Como exemplo, a fonte cita o caso do refeitório do INIS que, há um mês e em regime experimental, é explorado pelas Organizações Rei Zua & Filhos, pela mão directa de José Luís Vunge, sem ter obedecido a qualquer concurso público.

“Essa empresa, diariamente serve entre 40 a 50 pequenos-almoços, mas cobra por 100. O pequeno almoço consiste na escolha de uma sanduíche ou sopa; chá, leite ou café e um bolo ou uma fruta pela soma total de um milhão de kwanzas por mês”, refere a fonte.
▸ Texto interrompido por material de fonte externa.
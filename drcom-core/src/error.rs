//! Error types for drcom-rs

use std::net::SocketAddr;
use thiserror::Error;

/// Result type alias for drcom operations
pub type Result<T> = std::result::Result<T, Error>;

/// Main error type for drcom-rs
///
/// Protocol rejections carry the discriminant byte the gateway answered with,
/// so recoveries can log it next to the raw datagram.
#[derive(Error, Debug)]
pub enum Error {
    /// No reply arrived within the receive window
    #[error("Timed out waiting for a reply from the gateway")]
    TransportTimeout,

    /// Challenge reply did not start with 0x02
    #[error("Challenge rejected by gateway (code 0x{code:02x})")]
    ChallengeRejected { code: u8 },

    /// Login reply did not start with 0x04
    #[error("Login rejected by gateway (code 0x{code:02x})")]
    LoginRejected { code: u8 },

    /// A keepalive reply did not start with 0x07
    #[error("Keepalive {phase} rejected by gateway (code 0x{code:02x})")]
    KeepAliveRejected { phase: &'static str, code: u8 },

    /// No local port in the probed range could be bound
    #[error("No bindable local port in range {start}-{end}")]
    PortExhaustion { start: u16, end: u16 },

    /// A datagram arrived from an address other than the gateway
    #[error("Datagram from unexpected peer {from}")]
    ProtocolDesync { from: SocketAddr },

    /// Operator requested shutdown
    #[error("Operation cancelled")]
    Cancelled,

    /// Network I/O error
    #[error("Network I/O error: {0}")]
    Io(#[from] std::io::Error),

    /// Configuration validation error
    #[error("Configuration error: {0}")]
    Config(String),

    /// Malformed address
    #[error("Invalid address '{value}': {reason}")]
    InvalidAddress { value: String, reason: String },

    /// Packet construction error
    #[error("Packet construction error: {0}")]
    PacketConstruction(String),

    /// Capture file analysis error
    #[error("Capture analysis error: {0}")]
    Capture(String),

    /// Named network interface does not exist
    #[error("Interface not found: {0}")]
    InterfaceNotFound(String),
}

impl Error {
    /// Create a configuration error with a custom message
    pub fn config<S: Into<String>>(msg: S) -> Self {
        Error::Config(msg.into())
    }

    /// Create an invalid address error
    pub fn invalid_address<S: Into<String>>(value: S, reason: S) -> Self {
        Error::InvalidAddress {
            value: value.into(),
            reason: reason.into(),
        }
    }

    /// Create a keepalive rejection for the given phase
    pub fn keepalive_rejected(phase: &'static str, code: u8) -> Self {
        Error::KeepAliveRejected { phase, code }
    }

    /// Errors the state machine recovers from without operator involvement
    pub fn is_transient(&self) -> bool {
        matches!(
            self,
            Error::TransportTimeout
                | Error::ChallengeRejected { .. }
                | Error::LoginRejected { .. }
                | Error::KeepAliveRejected { .. }
                | Error::ProtocolDesync { .. }
        )
    }
}
/// Sound engine: procedural pad tones via rodio.
///
/// All sounds are generated as in-memory WAV buffers at init time.
/// Exactly one sink plays at a time: a cutting effect stops and releases
/// the sink of the one before it. The new-record chime is the exception:
/// it is queued on the playing sink so the final pad tone of the round
/// is still heard in full.
///
/// Compile with `--no-default-features` or without "sound" feature
/// to disable audio entirely (the stub SoundEngine does nothing).

use crate::domain::pad::Pad;
use crate::sim::event::Presenter;

#[derive(Clone, Copy, Debug, PartialEq, Eq)]
pub enum Effect {
    Pad(Pad),
    Defeat,
    Record,
}

/// How a new effect treats the one already playing.
#[derive(Clone, Copy, Debug, PartialEq, Eq)]
pub enum Entry {
    /// Stop the playing effect, start this one now.
    Cut,
    /// Play once the current effect has finished.
    AfterCurrent,
}

pub trait EffectPlayer {
    fn trigger(&mut self, effect: Effect, entry: Entry);
}

/// Presenter that turns game events into sound effects.
pub struct SoundCues<'a, P: EffectPlayer>(pub &'a mut P);

impl<P: EffectPlayer> Presenter for SoundCues<'_, P> {
    fn on_move_start(&mut self, pad: Pad, _index: usize) {
        self.0.trigger(Effect::Pad(pad), Entry::Cut);
    }

    fn on_feedback(&mut self, pad: Pad, defeat: bool) {
        let effect = if defeat { Effect::Defeat } else { Effect::Pad(pad) };
        self.0.trigger(effect, Entry::Cut);
    }

    fn on_new_record(&mut self, _value: u32) {
        self.0.trigger(Effect::Record, Entry::AfterCurrent);
    }
}

#[cfg(feature = "sound")]
mod inner {
    use std::io::Cursor;
    use std::sync::Arc;

    use rodio::{Decoder, OutputStream, OutputStreamHandle, Sink};

    use crate::domain::pad::Pad;
    use super::{Effect, EffectPlayer, Entry};

    const SAMPLE_RATE: u32 = 22050;

    /// Pad tones, lowest on blue, in `Pad::ALL` order.
    const PAD_FREQS: [f32; Pad::COUNT] = [209.0, 252.0, 310.0, 415.0];
    const PAD_TONE_SECS: f32 = 0.3;

    pub struct SoundEngine {
        _stream: OutputStream,
        handle: OutputStreamHandle,
        current: Option<Sink>,
        sfx_pads: [Arc<Vec<u8>>; Pad::COUNT],
        sfx_defeat: Arc<Vec<u8>>,
        sfx_record: Arc<Vec<u8>>,
    }

    impl SoundEngine {
        pub fn new() -> Option<Self> {
            let (stream, handle) = match OutputStream::try_default() {
                Ok(pair) => pair,
                Err(e) => {
                    log::info!("no audio output, sound disabled: {e}");
                    return None;
                }
            };

            let sfx_pads = PAD_FREQS.map(|f| Arc::new(make_wav(&gen_pad(f))));
            let sfx_defeat = Arc::new(make_wav(&gen_defeat()));
            let sfx_record = Arc::new(make_wav(&gen_record()));

            Some(SoundEngine {
                _stream: stream,
                handle,
                current: None,
                sfx_pads,
                sfx_defeat,
                sfx_record,
            })
        }

        fn decode(buf: &Arc<Vec<u8>>) -> Option<Decoder<Cursor<Vec<u8>>>> {
            match Decoder::new(Cursor::new(buf.as_ref().clone())) {
                Ok(src) => Some(src),
                Err(e) => {
                    log::debug!("could not decode effect: {e}");
                    None
                }
            }
        }

        fn play(&mut self, buf: &Arc<Vec<u8>>) {
            if let Some(old) = self.current.take() {
                old.stop();
            }
            let sink = match Sink::try_new(&self.handle) {
                Ok(sink) => sink,
                Err(e) => {
                    log::debug!("sink unavailable: {e}");
                    return;
                }
            };
            if let Some(src) = Self::decode(buf) {
                sink.append(src);
                self.current = Some(sink);
            }
        }

        fn enqueue(&mut self, buf: &Arc<Vec<u8>>) {
            let busy = self.current.as_ref().is_some_and(|sink| !sink.empty());
            if !busy {
                self.play(buf);
                return;
            }
            if let (Some(sink), Some(src)) = (&self.current, Self::decode(buf)) {
                sink.append(src);
            }
        }
    }

    impl EffectPlayer for SoundEngine {
        fn trigger(&mut self, effect: Effect, entry: Entry) {
            let buf = match effect {
                Effect::Pad(pad) => Arc::clone(&self.sfx_pads[pad.index()]),
                Effect::Defeat => Arc::clone(&self.sfx_defeat),
                Effect::Record => Arc::clone(&self.sfx_record),
            };
            match entry {
                Entry::Cut => self.play(&buf),
                Entry::AfterCurrent => self.enqueue(&buf),
            }
        }
    }

    // ════════════════════════════════════════════════════════════
    //  Waveform generators: all produce Vec<f32> mono samples
    // ════════════════════════════════════════════════════════════

    /// Pad tone: soft square-ish wave with a short attack and release.
    fn gen_pad(freq: f32) -> Vec<f32> {
        let n = (SAMPLE_RATE as f32 * PAD_TONE_SECS) as usize;
        let attack = n / 30;
        (0..n)
            .map(|i| {
                let t = i as f32 / SAMPLE_RATE as f32;
                let env = if i < attack {
                    i as f32 / attack as f32
                } else {
                    1.0 - ((i - attack) as f32 / (n - attack) as f32).powf(2.0)
                };
                let wave = (t * freq * 2.0 * std::f32::consts::PI).sin() * 0.8
                    + (t * freq * 3.0 * 2.0 * std::f32::consts::PI).sin() * 0.2;
                wave * env * 0.3
            })
            .collect()
    }

    /// Defeat: low buzzing tone sliding down.
    fn gen_defeat() -> Vec<f32> {
        let duration = 0.7;
        let n = (SAMPLE_RATE as f32 * duration) as usize;
        let mut phase = 0.0_f32;
        (0..n)
            .map(|i| {
                let t = i as f32 / n as f32;
                let freq = 110.0 - t * 40.0;
                phase += freq / SAMPLE_RATE as f32;
                // Sawtooth
                let saw = 2.0 * (phase - phase.floor()) - 1.0;
                let env = (1.0 - t).powf(0.7);
                saw * env * 0.25
            })
            .collect()
    }

    /// New record: ascending arpeggio through the four pad tones.
    fn gen_record() -> Vec<f32> {
        let note_dur = 0.08;
        let mut samples = Vec::new();
        for &freq in PAD_FREQS.iter().chain(std::iter::once(&(PAD_FREQS[3] * 2.0))) {
            let n = (SAMPLE_RATE as f32 * note_dur) as usize;
            for i in 0..n {
                let t = i as f32 / SAMPLE_RATE as f32;
                let env = 1.0 - (i as f32 / n as f32) * 0.4;
                let wave = (t * freq * 2.0 * std::f32::consts::PI).sin();
                samples.push(wave * env * 0.3);
            }
        }
        samples
    }

    // ════════════════════════════════════════════════════════════
    //  WAV encoder: wraps f32 samples into a valid WAV buffer
    // ════════════════════════════════════════════════════════════

    fn make_wav(samples: &[f32]) -> Vec<u8> {
        let num_channels: u16 = 1;
        let bits_per_sample: u16 = 16;
        let byte_rate = SAMPLE_RATE * (num_channels as u32) * (bits_per_sample as u32) / 8;
        let block_align = num_channels * bits_per_sample / 8;
        let data_size = samples.len() as u32 * 2; // 16-bit = 2 bytes per sample
        let file_size = 36 + data_size;

        let mut buf = Vec::with_capacity(44 + data_size as usize);

        // RIFF header
        buf.extend_from_slice(b"RIFF");
        buf.extend_from_slice(&file_size.to_le_bytes());
        buf.extend_from_slice(b"WAVE");

        // fmt chunk
        buf.extend_from_slice(b"fmt ");
        buf.extend_from_slice(&16u32.to_le_bytes()); // chunk size
        buf.extend_from_slice(&1u16.to_le_bytes());  // PCM format
        buf.extend_from_slice(&num_channels.to_le_bytes());
        buf.extend_from_slice(&SAMPLE_RATE.to_le_bytes());
        buf.extend_from_slice(&byte_rate.to_le_bytes());
        buf.extend_from_slice(&block_align.to_le_bytes());
        buf.extend_from_slice(&bits_per_sample.to_le_bytes());

        // data chunk
        buf.extend_from_slice(b"data");
        buf.extend_from_slice(&data_size.to_le_bytes());

        for &s in samples {
            let val = (s.clamp(-1.0, 1.0) * 32767.0) as i16;
            buf.extend_from_slice(&val.to_le_bytes());
        }

        buf
    }

}

// ════════════════════════════════════════════════════════════
//  Public API: compiles to no-ops when sound feature is off
// ════════════════════════════════════════════════════════════

#[cfg(feature = "sound")]
pub use inner::SoundEngine;

#[cfg(not(feature = "sound"))]
pub struct SoundEngine;

#[cfg(not(feature = "sound"))]
impl SoundEngine {
    pub fn new() -> Option<Self> { Some(SoundEngine) }
}

#[cfg(not(feature = "sound"))]
impl EffectPlayer for SoundEngine {
    fn trigger(&mut self, _effect: Effect, _entry: Entry) {}
}

#[cfg(test)]
mod tests {
    use super::*;
    use crate::sim::event::{present, GameEvent};

    #[derive(Default)]
    struct Recorder(Vec<(Effect, Entry)>);

    impl EffectPlayer for Recorder {
        fn trigger(&mut self, effect: Effect, entry: Entry) {
            self.0.push((effect, entry));
        }
    }

    fn cues(events: &[GameEvent]) -> Vec<(Effect, Entry)> {
        let mut rec = Recorder::default();
        present(&mut SoundCues(&mut rec), events);
        rec.0
    }

    #[test]
    fn record_chime_waits_for_final_pad_tone() {
        let played = cues(&[
            GameEvent::Feedback { pad: Pad::Yellow, defeat: false },
            GameEvent::NewRecord { value: 4 },
            GameEvent::RoundComplete { length: 4 },
        ]);
        assert_eq!(played, vec![
            (Effect::Pad(Pad::Yellow), Entry::Cut),
            (Effect::Record, Entry::AfterCurrent),
        ]);
    }

    #[test]
    fn playback_and_defeat_cut_the_previous_effect() {
        let played = cues(&[
            GameEvent::MoveStart { pad: Pad::Blue, index: 0 },
            GameEvent::Feedback { pad: Pad::Red, defeat: true },
            GameEvent::Defeat { completed: 0 },
        ]);
        assert_eq!(played, vec![
            (Effect::Pad(Pad::Blue), Entry::Cut),
            (Effect::Defeat, Entry::Cut),
        ]);
    }
}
Após várias reclamações dos funcionários sobre o que consideram ser a péssima qualidade dos “matabichos” que lhes servem, o Ministério insiste em prolongar, por mais um mês, o regime experimental de provisão de pequenos-almoços.

Ministra turista

Enquanto a saúde se encontra em estado moribundo, a ministra parece mais empenhada em fazer turismo. Na sua recente viagem a Genebra (Suíça), a ministra fez-se acompanhar de uma delegação extra-oficial de cinco pessoas, que incluía uma irmã e outras pessoas do seu círculo privado, a expensas do Ministério da Saúde.

Durante a Assembleia Mundial da Saúde, que decorreu de 17 a 31 de Maio passado, entidades estrangeiras participantes notaram a ausência da ministra, que se encontrava atarefada com a habitual procissão às compras de luxo.

Todo este cenário demonstra, como em tantos outros, um total desrespeito pelos fundos públicos e pelo bem-estar dos cidadãos. Muitos dos que assumem posições de responsabilidade na administração do Estado parecem não compreender os conceitos de serviço público e de bem comum. É urgente libertar Angola da cultura arreigada da corrupção.